START Entries provided
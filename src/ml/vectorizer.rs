// src/ml/vectorizer.rs
//! TF-IDF bag-of-words features for story titles.
//!
//! Fitting learns a vocabulary and per-term inverse document frequencies from
//! the training titles and returns them as an immutable [`FittedTfidf`]. The
//! fitted value is the only way to transform further titles, so test and
//! inference rows always use the training column layout.
//!
//! Weighting follows the usual smoothed formulation:
//! `idf(t) = ln((1 + n) / (1 + df(t))) + 1`, rows L2-normalised.

use log::{debug, warn};
use ndarray::{Array1, Array2};
use once_cell::sync::Lazy;
use regex::Regex;
use std::collections::{BTreeMap, HashMap, HashSet};

/// Unicode word tokens of at least two characters.
static TOKEN_PATTERN: Lazy<Regex> =
    Lazy::new(|| Regex::new(r"\b\w\w+\b").expect("token pattern is a valid regex"));

#[derive(Debug, Clone, Copy, PartialEq)]
pub struct TfidfVectorizer {
    pub lowercase: bool,
    /// Use `1 + ln(tf)` instead of raw counts.
    pub sublinear_tf: bool,
}

impl Default for TfidfVectorizer {
    fn default() -> Self {
        Self {
            lowercase: true,
            sublinear_tf: false,
        }
    }
}

impl TfidfVectorizer {
    pub fn tokenize(&self, text: &str) -> Vec<String> {
        let text = if self.lowercase {
            text.to_lowercase()
        } else {
            text.to_string()
        };
        TOKEN_PATTERN
            .find_iter(&text)
            .map(|m| m.as_str().to_string())
            .collect()
    }

    /// Learns the vocabulary from `titles` and returns it together with the
    /// transformed training matrix.
    pub fn fit_transform(&self, titles: &[String]) -> (FittedTfidf, Array2<f64>) {
        let fitted = self.fit(titles);
        let matrix = fitted.transform(titles);
        (fitted, matrix)
    }

    pub fn fit(&self, titles: &[String]) -> FittedTfidf {
        let mut document_frequency: BTreeMap<String, usize> = BTreeMap::new();
        for title in titles {
            let unique: HashSet<String> = self.tokenize(title).into_iter().collect();
            for term in unique {
                *document_frequency.entry(term).or_insert(0) += 1;
            }
        }

        if document_frequency.is_empty() {
            warn!(
                "TF-IDF fitted on {} titles produced an empty vocabulary",
                titles.len()
            );
        }

        let n_documents = titles.len() as f64;
        let mut vocabulary = HashMap::with_capacity(document_frequency.len());
        let mut idf = Array1::zeros(document_frequency.len());
        // BTreeMap iteration gives lexicographic column order
        for (column, (term, df)) in document_frequency.into_iter().enumerate() {
            idf[column] = ((1.0 + n_documents) / (1.0 + df as f64)).ln() + 1.0;
            vocabulary.insert(term, column);
        }
        debug!(
            "TF-IDF vocabulary: {} terms from {} titles",
            vocabulary.len(),
            titles.len()
        );

        FittedTfidf {
            settings: *self,
            vocabulary,
            idf,
        }
    }
}

/// Vocabulary and IDF weights learned from a training corpus. Never mutated
/// after fitting.
#[derive(Debug, Clone)]
pub struct FittedTfidf {
    settings: TfidfVectorizer,
    vocabulary: HashMap<String, usize>,
    idf: Array1<f64>,
}

impl FittedTfidf {
    pub fn n_features(&self) -> usize {
        self.idf.len()
    }

    pub fn vocabulary(&self) -> &HashMap<String, usize> {
        &self.vocabulary
    }

    pub fn column_of(&self, term: &str) -> Option<usize> {
        self.vocabulary.get(term).copied()
    }

    pub fn idf(&self) -> &Array1<f64> {
        &self.idf
    }

    /// One row per title, one column per vocabulary term. Terms never seen
    /// during fitting are ignored; a title with no known terms is a zero row.
    pub fn transform(&self, titles: &[String]) -> Array2<f64> {
        let mut matrix = Array2::zeros((titles.len(), self.n_features()));

        for (row_idx, title) in titles.iter().enumerate() {
            let mut counts: HashMap<usize, f64> = HashMap::new();
            for token in self.settings.tokenize(title) {
                if let Some(&column) = self.vocabulary.get(&token) {
                    *counts.entry(column).or_insert(0.0) += 1.0;
                }
            }

            let mut row = matrix.row_mut(row_idx);
            for (column, tf) in counts {
                let tf = if self.settings.sublinear_tf {
                    1.0 + tf.ln()
                } else {
                    tf
                };
                row[column] = tf * self.idf[column];
            }

            let norm = row.dot(&row).sqrt();
            if norm > 0.0 {
                row.mapv_inplace(|v| v / norm);
            }
        }

        matrix
    }
}

#[cfg(test)]
mod tests {
    use super::*;

    fn titles(items: &[&str]) -> Vec<String> {
        items.iter().map(|s| s.to_string()).collect()
    }

    #[test]
    fn test_tokenizer_drops_single_characters_and_lowercases() {
        let v = TfidfVectorizer::default();
        assert_eq!(
            v.tokenize("Show HN: A Rust DB, v2 & I"),
            vec!["show", "hn", "rust", "db", "v2"]
        );
    }

    #[test]
    fn test_known_weights() {
        let (fitted, matrix) = TfidfVectorizer::default().fit_transform(&titles(&["the cat", "the dog"]));

        assert_eq!(fitted.column_of("cat"), Some(0));
        assert_eq!(fitted.column_of("dog"), Some(1));
        assert_eq!(fitted.column_of("the"), Some(2));

        // ln(3/2) + 1 for "cat", ln(3/3) + 1 for "the", then L2 normalised
        assert!((matrix[[0, 0]] - 0.814_802_47).abs() < 1e-6);
        assert!((matrix[[0, 2]] - 0.579_738_67).abs() < 1e-6);
        assert_eq!(matrix[[0, 1]], 0.0);
    }

    #[test]
    fn test_transform_reproduces_fit_matrix() {
        let train = titles(&[
            "Show HN: a tiny database",
            "Rust async internals",
            "Ask HN: favourite database",
        ]);
        let (fitted, fit_matrix) = TfidfVectorizer::default().fit_transform(&train);
        let again = fitted.transform(&train);

        assert_eq!(fit_matrix.dim(), again.dim());
        assert_eq!(fit_matrix, again);
    }

    #[test]
    fn test_column_count_is_stable_and_oov_is_ignored() {
        let (fitted, train_matrix) =
            TfidfVectorizer::default().fit_transform(&titles(&["rust compiler", "rust borrow checker"]));
        let other = fitted.transform(&titles(&["completely unseen words", "rust", ""]));

        assert_eq!(other.ncols(), train_matrix.ncols());
        assert_eq!(other.nrows(), 3);
        assert!(other.row(0).iter().all(|&v| v == 0.0));
        let rust = fitted.column_of("rust").unwrap();
        assert!((other[[1, rust]] - 1.0).abs() < 1e-12);
        assert!(other.row(2).iter().all(|&v| v == 0.0));
    }

    #[test]
    fn test_rows_are_unit_length() {
        let (_, matrix) = TfidfVectorizer::default()
            .fit_transform(&titles(&["one two three", "two three four four"]));
        for row in matrix.rows() {
            assert!((row.dot(&row).sqrt() - 1.0).abs() < 1e-9);
        }
    }

    #[test]
    fn test_empty_corpus_gives_empty_vocabulary() {
        let (fitted, matrix) = TfidfVectorizer::default().fit_transform(&[]);
        assert_eq!(fitted.n_features(), 0);
        assert_eq!(matrix.dim(), (0, 0));
        assert_eq!(fitted.transform(&titles(&["anything"])).dim(), (1, 0));
    }

    #[test]
    fn test_sublinear_tf_dampens_repeats() {
        let corpus = titles(&["go go go go", "rust"]);
        let plain = TfidfVectorizer::default().fit(&corpus);
        let sublinear = TfidfVectorizer {
            sublinear_tf: true,
            ..TfidfVectorizer::default()
        }
        .fit(&corpus);
        // single-term rows normalise to 1 either way; the mix changes with two terms
        let sample = titles(&["go go go go rust"]);
        let go = plain.column_of("go").unwrap();
        assert!(sublinear.transform(&sample)[[0, go]] < plain.transform(&sample)[[0, go]]);
    }
}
END Entries provided
▶ **How to complete this task**
The answer should consist of all lines from the records above that hold the word "unique".

▶ **Written solution**
            let unique: HashSet<String> = self.tokenize(title).into_iter().collect();
            for term in unique {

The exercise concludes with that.